Como esses números levam em consideração empregos formais e informais, certamente nessa base tem muita gente que faz bico em vários lugares e coisas do tipo, mas já é um dado que não aparecia com tanta força nos últimos anos.
Um ponto bem importante que também aparece na reportagem do Valor é que a CLT não exige exclusividade, ou seja, teoricamente ninguém é impedido de trabalhar em dois lugares, mas um não pode afetar o desempenho do outro, senão você corre o risco de ficar sem nenhum, né?!
As novas regras já permitem algum nível de flexibilização, que veio com a pandemia. O teletrabalho e o home office já tão minimamente regulamentados e cabem bem nessas discussões.

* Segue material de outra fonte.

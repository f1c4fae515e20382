//! `ratedag` is the embeddable surface of a deterministic pricing
//! engine: a DAG of typed computation nodes evaluated against a
//! caller-supplied [`Context`] to produce a [`Value`] (`spec.md` §6).
//!
//! ```rust
//! use ratedag::{CompareOp, Context, DataType, Evaluator, Graph, GraphMeta, Node, NodeKind, Refs, TableRegistry, Value};
//!
//! let nodes = vec![
//!     Node::new("base_premium", NodeKind::Input { name: "base_premium".into(), dtype: DataType::Decimal }),
//!     Node::new("fee", NodeKind::Constant { value: Value::from(25i64) }),
//!     Node::new("total", {
//!         let mut inputs = Refs::new();
//!         inputs.push("base_premium".into());
//!         inputs.push("fee".into());
//!         NodeKind::Add { inputs }
//!     }),
//! ];
//! let graph = Graph::build(nodes, GraphMeta::default(), TableRegistry::new()).unwrap();
//! let ctx = Context::new().set("base_premium", 500i64);
//! let total = Evaluator::evaluate(&graph, "total", &ctx).unwrap();
//! assert_eq!(total, Value::from(525i64));
//! ```

pub mod doc_examples;

pub use ratedag_common::{round, Decimal, ErrorContext, ErrorKind, EvalResult, EvaluationError, RoundingMode, Value};
pub use ratedag_eval::{
    evaluate_batch, AggregateStats, BatchResults, Branch, CaseKey, CompareOp, Context, DataType,
    EvalConfig, Evaluator, ExactKey, ExactKeyType, ExactMatchTable, Graph, GraphMeta, LookupMode,
    Node, NodeId, NodeKind, NodeStats, OrderedRangeTable, Profiler, Refs, TableRegistry, Trace,
    TraceRecord,
};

Mas, diante de tudo isso, deixa eu perguntar um negócio aqui… será que esse antídoto não pode virar um veneno, não? Se a ideia é ter mais qualidade de vida ou propósito, ter mais empregadores não pode exigir além da conta do seu psicológico a ponto de você bugar?
Será que, em vez disso, não é melhor pensar logo em empreender, em vender a sua força de trabalho em forma de consultorias ou serviços específicos? Sei lá, trabalhar em mais lugares não parece a solução na cabeça do tiozão aqui. Mas essa é só a minha opinião.
Eu, real, fico preocupado com quem vem depois de mim. Essa galera já tá trabalhando comigo, e eu fico muito empolgado com tanta cabeça nova ajudando todo mundo a olhar pra frente de um jeito mais diverso, como tem que ser. Tomara que todo mundo consiga chegar num denominador comum. Palavra de um quase quarentão com várias ocupações ao mesmo tempo, ou seja, talvez eu nem seja a melhor pessoa pra falar sobre isso. Mas fico feliz se eu consegui te fazer pensar sobre!
Ah, se você não entendeu a referência do título, o pai do Chris é um personagem que o Terry Crews fez numa série super famosa pra minha geração, a “Todo Mundo Odeia o Chris“. Ele tinha dois empregos. Mas certamente não chamava isso de polywork.